Mr Varadkar has faced cross-party demands for a formal investigation to be launched due to fears that an imminent Garda Síochána Ombudsman Commission (Gsoc) report — which has dismissed serious allegations — is a whitewash.
In a press launch held two years after former taoiseach Enda Kenny said he was open to holding a public inquiry into what happened before failing to do so, the family of 23-year-old Monaghan native Shane O’Farrell demanded an inquiry into his death.
Backed by at least 21 opposition TDs from Fianna Fáil, Sinn Féin, the Social Democrats, and Solidarity-People Before Profit, including Fianna Fáil justice spokesperson Jim O’Callaghan, Mr O’Farrell’s mother Lucia O’Farrell said an inquiry is now needed.
Ms O’Farrell said that on August 2, 2011, her son was killed while cycling home when he was struck by a car driven by Zigimantas Gradzuiska.
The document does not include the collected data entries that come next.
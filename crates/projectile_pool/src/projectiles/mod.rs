//! Projectile entities
//!
//! Bullets, the templates they are built from, and the factory that turns
//! one into the other for a pool.

pub mod bullet;
pub mod motion;
pub mod template;

pub use bullet::{
    Bullet, BulletFactory, BulletKind, Enemy, EnemyBullet, Player, PlayerBullet, Projectile,
};
pub use motion::Motion;
pub use template::{
    BulletTemplate, TemplateLibrary, TemplateSource, ENEMY_BULLET_TEMPLATE, PLAYER_BULLET_TEMPLATE,
};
Mr Gradzuiska, a Lithuanian national, had a series of previous convictions for offences including aggravated burglary, road traffic offences, and handling stolen property on both sides of the border.
Mr Gradzuiska was on bail from both Monaghan and Cavan district courts when he killed Mr O’Farrell in a hit-and-run.
However, despite his lengthy list of offences, a decision was made for him to leave the country, while there was no investigation into the repeated failure of officers on both sides of the border to communicate with each other.
In addition, Ms O’Farrell said yesterday she believes Mr Gradzuiska is now back in the country.
Speaking at the launch, Ms O’Farrell said while a Gsoc report is due to be published in the coming days she understands it will fail to find anyone at fault for what happened, and called for a public inquiry into the controversy.
Backing her calls, Mr O’Callaghan said: “Had the justice system acted efficiently he would have been in jail.”
Fianna Fáil TD John McGuinness said there has been a “cover up”, while former Sinn Féin leader Gerry Adams noted ex-taoiseach Enda Kenny promised to consider an inquiry before failing to do so.
Asked about the matter in the Dáil by Solidarity-People Before Profit TD Brid Smith, Mr Varadkar said the imminent Gsoc report has examined 56 allegations, the majority of which he said are “unsubstantiated”.
However, like Mr Kenny two years ago, he said he will consider launching a full public inquiry into what happened if the evidence proves there is a need to act.
After facing cross-party Opposition claims that serious issues surrounding the case have been covered up and that a public inquiry is now needed, Mr Varadkar said: “I understand that the Gsoc investigation is now complete and the report has been received by the O’Farrell family, the Minister for Justice and Equality, and the Garda Commissioner.
“Gsoc intends to publish its report in the coming days. It is appropriate to allow this to happen so that people can read it before there is a further discussion in the House.” He added he is not ruling out an inquiry.
The Seanad separately agreed yesterday to hold a special debate with Justice Minister Charlie Flanagan in a fortnight’s time over serious concerns surrounding the actions of the gardaí and justice system in the case.